■ Task prompt
What is the number of lines in these entries that include "const"? Write that number and no other text.

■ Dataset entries
==================================================

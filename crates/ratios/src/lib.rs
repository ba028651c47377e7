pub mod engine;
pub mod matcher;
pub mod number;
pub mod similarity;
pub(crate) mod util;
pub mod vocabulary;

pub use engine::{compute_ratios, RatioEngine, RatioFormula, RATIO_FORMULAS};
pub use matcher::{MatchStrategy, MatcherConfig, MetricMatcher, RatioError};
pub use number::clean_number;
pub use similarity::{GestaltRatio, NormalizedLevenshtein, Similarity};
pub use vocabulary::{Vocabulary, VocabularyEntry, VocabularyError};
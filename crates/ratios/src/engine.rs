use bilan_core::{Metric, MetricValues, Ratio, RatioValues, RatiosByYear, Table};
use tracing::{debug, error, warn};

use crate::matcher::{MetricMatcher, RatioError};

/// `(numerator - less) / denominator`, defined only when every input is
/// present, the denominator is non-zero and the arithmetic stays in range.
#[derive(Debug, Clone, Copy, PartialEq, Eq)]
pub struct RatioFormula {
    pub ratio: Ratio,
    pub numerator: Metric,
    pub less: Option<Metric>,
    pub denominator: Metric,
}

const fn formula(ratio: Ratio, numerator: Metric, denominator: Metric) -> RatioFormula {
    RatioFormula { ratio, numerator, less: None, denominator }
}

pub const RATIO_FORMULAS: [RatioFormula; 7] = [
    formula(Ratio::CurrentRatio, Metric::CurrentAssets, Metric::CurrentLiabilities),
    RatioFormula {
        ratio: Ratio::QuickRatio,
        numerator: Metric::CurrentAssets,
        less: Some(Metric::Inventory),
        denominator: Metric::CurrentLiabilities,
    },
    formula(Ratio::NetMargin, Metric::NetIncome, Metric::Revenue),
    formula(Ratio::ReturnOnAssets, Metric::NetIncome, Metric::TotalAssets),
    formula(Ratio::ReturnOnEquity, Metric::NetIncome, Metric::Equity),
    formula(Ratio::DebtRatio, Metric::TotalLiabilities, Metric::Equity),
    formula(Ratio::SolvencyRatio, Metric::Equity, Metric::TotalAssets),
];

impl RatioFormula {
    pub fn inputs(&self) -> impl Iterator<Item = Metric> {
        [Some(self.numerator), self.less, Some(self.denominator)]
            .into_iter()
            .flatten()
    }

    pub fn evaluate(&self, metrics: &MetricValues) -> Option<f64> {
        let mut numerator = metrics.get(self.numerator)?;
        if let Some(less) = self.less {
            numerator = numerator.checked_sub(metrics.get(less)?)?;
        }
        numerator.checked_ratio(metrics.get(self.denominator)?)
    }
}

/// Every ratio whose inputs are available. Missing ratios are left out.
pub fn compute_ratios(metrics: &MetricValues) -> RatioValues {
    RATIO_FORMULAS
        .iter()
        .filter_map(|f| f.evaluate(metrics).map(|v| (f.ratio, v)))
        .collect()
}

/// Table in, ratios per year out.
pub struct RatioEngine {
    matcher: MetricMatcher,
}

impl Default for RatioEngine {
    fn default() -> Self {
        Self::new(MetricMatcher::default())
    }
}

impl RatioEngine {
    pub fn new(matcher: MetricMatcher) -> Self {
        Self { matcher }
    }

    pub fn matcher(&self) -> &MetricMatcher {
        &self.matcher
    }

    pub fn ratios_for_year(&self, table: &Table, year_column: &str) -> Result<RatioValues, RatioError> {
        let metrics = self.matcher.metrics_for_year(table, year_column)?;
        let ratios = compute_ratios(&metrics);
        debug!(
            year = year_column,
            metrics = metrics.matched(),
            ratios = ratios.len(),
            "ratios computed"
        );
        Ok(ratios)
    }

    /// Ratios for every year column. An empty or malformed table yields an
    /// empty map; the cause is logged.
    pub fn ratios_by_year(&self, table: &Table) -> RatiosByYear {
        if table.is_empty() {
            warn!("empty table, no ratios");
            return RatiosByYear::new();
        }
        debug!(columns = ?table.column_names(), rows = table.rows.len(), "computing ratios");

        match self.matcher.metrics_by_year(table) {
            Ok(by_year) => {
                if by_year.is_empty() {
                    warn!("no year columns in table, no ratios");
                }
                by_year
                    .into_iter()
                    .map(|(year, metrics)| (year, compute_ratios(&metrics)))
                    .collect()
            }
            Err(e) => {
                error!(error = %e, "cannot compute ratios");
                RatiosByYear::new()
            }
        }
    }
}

==================================================

■ Exercise solution
2